If you don't define a dedicated MetadataProvider for the plugin to use, it will reuse the metadata supplied to the SP as a whole. This may not be the desired behavior.
Optionally, you can also define an embedded instance of a TrustEngine. If one isn't supplied, the normal one defined to the SP will be used when verifying the signed assertions. It's common that this will be sufficient.
The evaluation process is controlled using a Security Policy that is typically specific to this purpose and is referenced by a metadataPolicyId
 attribute. Normally, rules that would apply to generic assertion processing within the SP, such as replay and freshness checking, do not apply to assertions found in metadata, so a separate policy has to be used.
Note that unsigned assertions are NOT permitted (you'd just embed a <saml2:Attribute>
 directly).
Finally, you can also define an embedded instance of an AttributeFilter. This enables a special "internal" filtering step to be applied to the attributes extracted from each assertion, separate from the other filtering performed by the SP. Specifically, this filtering step is performed with knowledge of the actual "issuer" of the attributes (the issuer of the embedded assertion).
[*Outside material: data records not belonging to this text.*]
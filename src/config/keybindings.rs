//! Key bindings for the menu shell.

use crossterm::event::{KeyCode, KeyEvent, KeyModifiers};
use serde::Deserialize;

use crate::tui::event::Action;

/// Each action accepts any of several key strings, e.g. `["j", "Down"]`.
#[derive(Debug, Clone, Deserialize)]
#[serde(default)]
pub struct KeybindingConfig {
    pub quit: Vec<String>,
    pub move_up: Vec<String>,
    pub move_down: Vec<String>,
    pub next_page: Vec<String>,
    pub prev_page: Vec<String>,
    pub select: Vec<String>,
    pub back: Vec<String>,
    pub open_in_browser: Vec<String>,
    pub refresh: Vec<String>,
    pub follow: Vec<String>,
    pub remove: Vec<String>,
}

fn keys(values: &[&str]) -> Vec<String> {
    values.iter().map(|v| v.to_string()).collect()
}

impl Default for KeybindingConfig {
    fn default() -> Self {
        Self {
            quit: keys(&["q", "Ctrl+c"]),
            move_up: keys(&["k", "Up"]),
            move_down: keys(&["j", "Down"]),
            next_page: keys(&["n", "PageDown"]),
            prev_page: keys(&["p", "PageUp"]),
            select: keys(&["Enter", "Right", "l"]),
            back: keys(&["Esc", "Left", "h", "Backspace"]),
            open_in_browser: keys(&["o"]),
            refresh: keys(&["R"]),
            follow: keys(&["a"]),
            remove: keys(&["d", "Delete"]),
        }
    }
}

impl KeybindingConfig {
    /// First action whose bindings match `key`, in declaration order.
    pub fn get_action(&self, key: &KeyEvent) -> Action {
        let table: [(&[String], Action); 11] = [
            (&self.quit, Action::Quit),
            (&self.move_up, Action::MoveUp),
            (&self.move_down, Action::MoveDown),
            (&self.next_page, Action::NextPage),
            (&self.prev_page, Action::PrevPage),
            (&self.select, Action::Select),
            (&self.back, Action::Back),
            (&self.open_in_browser, Action::OpenInBrowser),
            (&self.refresh, Action::Refresh),
            (&self.follow, Action::Follow),
            (&self.remove, Action::Remove),
        ];

        table
            .iter()
            .find(|(bindings, _)| matches_any(key, bindings))
            .map(|(_, action)| *action)
            .unwrap_or(Action::None)
    }

    /// Every configured key string that fails to parse.
    pub fn invalid_bindings(&self) -> Vec<String> {
        [
            &self.quit,
            &self.move_up,
            &self.move_down,
            &self.next_page,
            &self.prev_page,
            &self.select,
            &self.back,
            &self.open_in_browser,
            &self.refresh,
            &self.follow,
            &self.remove,
        ]
        .into_iter()
        .flatten()
        .filter(|binding| parse_key_string(binding).is_err())
        .cloned()
        .collect()
    }
}

fn matches_any(key: &KeyEvent, bindings: &[String]) -> bool {
    bindings
        .iter()
        .filter_map(|binding| parse_key_string(binding).ok())
        .any(|parsed| parsed.matches(key))
}

#[derive(Debug, Clone, PartialEq, Eq)]
pub struct KeyBinding {
    pub code: KeyCode,
    pub modifiers: KeyModifiers,
}

impl KeyBinding {
    /// Shift is ignored when the binding does not ask for it, so "R" matches Shift+R.
    pub fn matches(&self, key: &KeyEvent) -> bool {
        self.code == key.code
            && (self.modifiers == key.modifiers
                || self.modifiers == (key.modifiers & !KeyModifiers::SHIFT))
    }
}

/// Parse "j", "Enter", "PageDown", "F5", "Ctrl+c", "Ctrl+Shift+a" and the like.
pub fn parse_key_string(s: &str) -> Result<KeyBinding, String> {
    let s = s.trim();
    let (modifier_parts, key_part) = match s.rsplit_once('+') {
        // A lone "+" is the plus key itself.
        Some((mods, key)) if !mods.is_empty() && !key.is_empty() => (Some(mods), key),
        _ => (None, s),
    };

    let mut modifiers = KeyModifiers::NONE;
    for part in modifier_parts.into_iter().flat_map(|m| m.split('+')) {
        modifiers |= match part.to_lowercase().as_str() {
            "ctrl" | "control" => KeyModifiers::CONTROL,
            "shift" => KeyModifiers::SHIFT,
            "alt" => KeyModifiers::ALT,
            _ => return Err(format!("Unknown modifier: {}", part)),
        };
    }

    Ok(KeyBinding {
        code: parse_key_code(key_part)?,
        modifiers,
    })
}

fn parse_key_code(s: &str) -> Result<KeyCode, String> {
    let mut chars = s.chars();
    if let (Some(c), None) = (chars.next(), chars.next()) {
        return Ok(KeyCode::Char(c));
    }

    let lower = s.to_lowercase();
    if let Some(n) = lower.strip_prefix('f').and_then(|n| n.parse::<u8>().ok()) {
        if (1..=12).contains(&n) {
            return Ok(KeyCode::F(n));
        }
    }

    match lower.as_str() {
        "enter" | "return" => Ok(KeyCode::Enter),
        "tab" => Ok(KeyCode::Tab),
        "backtab" => Ok(KeyCode::BackTab),
        "backspace" | "bs" => Ok(KeyCode::Backspace),
        "delete" | "del" => Ok(KeyCode::Delete),
        "home" => Ok(KeyCode::Home),
        "end" => Ok(KeyCode::End),
        "pageup" | "pgup" => Ok(KeyCode::PageUp),
        "pagedown" | "pgdn" => Ok(KeyCode::PageDown),
        "up" => Ok(KeyCode::Up),
        "down" => Ok(KeyCode::Down),
        "left" => Ok(KeyCode::Left),
        "right" => Ok(KeyCode::Right),
        "esc" | "escape" => Ok(KeyCode::Esc),
        "space" => Ok(KeyCode::Char(' ')),
        _ => Err(format!("Unknown key: {}", s)),
    }
}

#[cfg(test)]
mod tests {
    use super::*;

    fn press(code: KeyCode, modifiers: KeyModifiers) -> KeyEvent {
        KeyEvent::new(code, modifiers)
    }

    #[test]
    fn test_parse_plain_and_special_keys() {
        assert_eq!(parse_key_string("a").unwrap().code, KeyCode::Char('a'));
        assert_eq!(parse_key_string("R").unwrap().code, KeyCode::Char('R'));
        assert_eq!(parse_key_string("esc").unwrap().code, KeyCode::Esc);
        assert_eq!(parse_key_string("PageDown").unwrap().code, KeyCode::PageDown);
        assert_eq!(parse_key_string("F12").unwrap().code, KeyCode::F(12));
        assert_eq!(parse_key_string("+").unwrap().code, KeyCode::Char('+'));
        assert!(parse_key_string("F13").is_err());
        assert!(parse_key_string("Hyper+a").is_err());
    }

    #[test]
    fn test_parse_modifiers() {
        let binding = parse_key_string("Ctrl+Shift+a").unwrap();
        assert_eq!(binding.code, KeyCode::Char('a'));
        assert_eq!(binding.modifiers, KeyModifiers::CONTROL | KeyModifiers::SHIFT);
    }

    #[test]
    fn test_shift_is_implied_for_capitals() {
        let binding = parse_key_string("R").unwrap();
        assert!(binding.matches(&press(KeyCode::Char('R'), KeyModifiers::SHIFT)));
        assert!(!binding.matches(&press(KeyCode::Char('R'), KeyModifiers::CONTROL)));
    }

    #[test]
    fn test_default_actions() {
        let config = KeybindingConfig::default();
        let none = KeyModifiers::NONE;

        assert_eq!(config.get_action(&press(KeyCode::Char('q'), none)), Action::Quit);
        assert_eq!(
            config.get_action(&press(KeyCode::Char('c'), KeyModifiers::CONTROL)),
            Action::Quit
        );
        assert_eq!(config.get_action(&press(KeyCode::Char('a'), none)), Action::Follow);
        assert_eq!(config.get_action(&press(KeyCode::Delete, none)), Action::Remove);
        assert_eq!(config.get_action(&press(KeyCode::Esc, none)), Action::Back);
        assert_eq!(config.get_action(&press(KeyCode::Enter, none)), Action::Select);
        assert_eq!(
            config.get_action(&press(KeyCode::Char('R'), KeyModifiers::SHIFT)),
            Action::Refresh
        );
        assert_eq!(config.get_action(&press(KeyCode::Char('z'), none)), Action::None);
    }

    #[test]
    fn test_invalid_bindings_reported() {
        let config = KeybindingConfig {
            follow: keys(&["a", "Ctrl+Nope"]),
            ..Default::default()
        };
        assert_eq!(config.invalid_bindings(), ["Ctrl+Nope"]);
        assert!(KeybindingConfig::default().invalid_bindings().is_empty());
    }
}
This step is also performed before the attributes are internally renamed and prefixed with the metadataAttributePrefix
.
When the SP performs its standard filtering, the metadata attributes will have been renamed, and the "issuer" is presumed to be the user's IdP itself, because all of the attributes have been pooled by that time.
In other words, you should perform any specialized filtering of metadata-based attributes based on their source by using the dedicated filtering step here, and refer to the attributes by their "unprefixed" names. Other, generic filtering rules based on attribute values (e.g. checking syntax) can be applied using the standard filtering step, referring to metadata-based attributes by the "prefixed" names.